Considering the BBB/BBTB barriers, intratumoral or local delivery of drugs, specifically immunotherapeutics, has been previously suggested by us and others [55,61]. There are currently two clinical trials which deliver therapeutics via direct injection into the resection cavity, both of which involve IV delivery of an ICI as a combinatorial strategy [81,83]. Bypassing the BBB/BBTB through the use of CED allows for a more controlled administration of therapeutic compounds and can prevent some of the systemic side effects that many drugs cause. It remains to be seen whether loco-regional delivery empowers the ICIs to exert their desired effects.

Many of the immunotherapeutics discussed in this review are targeting the T cell anti-tumor immune response. However, it is important to explore other aspects of immune suppression in order to fully harness the patient’s immune system to fight off the tumor. A part of this immunosuppression is exerted by the immune cell infiltrates like myeloid cells or macrophages. For example, there is an abundance of evidence that the macrophages present in the GBM tumor microenvironment contribute significantly to the immune evasion of the tumor and silencing of T cells [59,60,63,67,69]. Further understanding of the interactions between GBM cells, TAMs, and T cells may provide new targets for novel immunotherapeutic strategies.

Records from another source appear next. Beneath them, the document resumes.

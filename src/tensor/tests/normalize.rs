use approx::assert_abs_diff_eq;

use crate::tensor::{DEFAULT_NEUTRAL_VALUE, Tensor, TensorShape};

#[test]
fn test_normalize_constant_tensor() {
    let tensor = Tensor::new(&[4.2; 6], TensorShape::new(1, 2, 3)).unwrap();
    let normalized = tensor.normalized();
    assert_eq!(normalized.shape(), tensor.shape());
    assert!(normalized.to_vec().iter().all(|&x| x == DEFAULT_NEUTRAL_VALUE));

    let custom = tensor.normalize_for_display(0.0);
    assert!(custom.to_vec().iter().all(|&x| x == 0.0));
}

#[test]
fn test_normalize_maps_extremes_exactly() {
    let tensor = Tensor::new(&[-3.0, 1.5, 7.0, 2.0], TensorShape::matrix(2, 2)).unwrap();
    let normalized = tensor.normalized().to_vec();
    assert_eq!(normalized[0], 0.0);
    assert_eq!(normalized[2], 1.0);
    assert_abs_diff_eq!(normalized[1], 0.45, epsilon = 1e-6);
    assert_abs_diff_eq!(normalized[3], 0.5, epsilon = 1e-6);
}

#[test]
fn test_normalize_random_tensor_in_unit_range() {
    let tensor = Tensor::new_random(-100.0, 100.0, TensorShape::new(8, 8, 3));
    let normalized = tensor.normalized();
    let (min, max) = normalized.min_max().unwrap();
    assert_eq!(min, 0.0);
    assert_eq!(max, 1.0);
}

#[test]
fn test_normalize_empty_tensor() {
    assert!(Tensor::empty().normalized().is_empty());
}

In addition, monotherapy as well as combinatorial therapy has shown efficacy in preclinical studies [65,72,88,89,90,91,93]. Treatment strategies involving ICIs in combination with other therapies have started to be tested in the clinic [73,75,76,79,96]. Many of these new strategies combine an ICI with a treatment or method, which incites an immune response. This would allow for activated T cells to be recruited to the tumor while administering an ICI would prevent the suppression of these T cells and would extend the immune response prompted by the initial signal. Our lab and others seek to improve upon this strategy.

Current research examines whether ICIs can become an important component in a combinatorial immunotherapy of GBM. The clinical trials that are active address at least one of the barriers to treatment discussed in this review. They combine immune stimulatory treatments with ICIs as well as deliver treatments loco-regionally in order to bypass the BBB. There are at least two trials which involve assessment of treatment-related biomarkers which will provide valuable insight into the response of GBM to combinatorial immunotherapy. However, there seems to be a long way to go before we will see a significant effect of ICIs in GBM patients.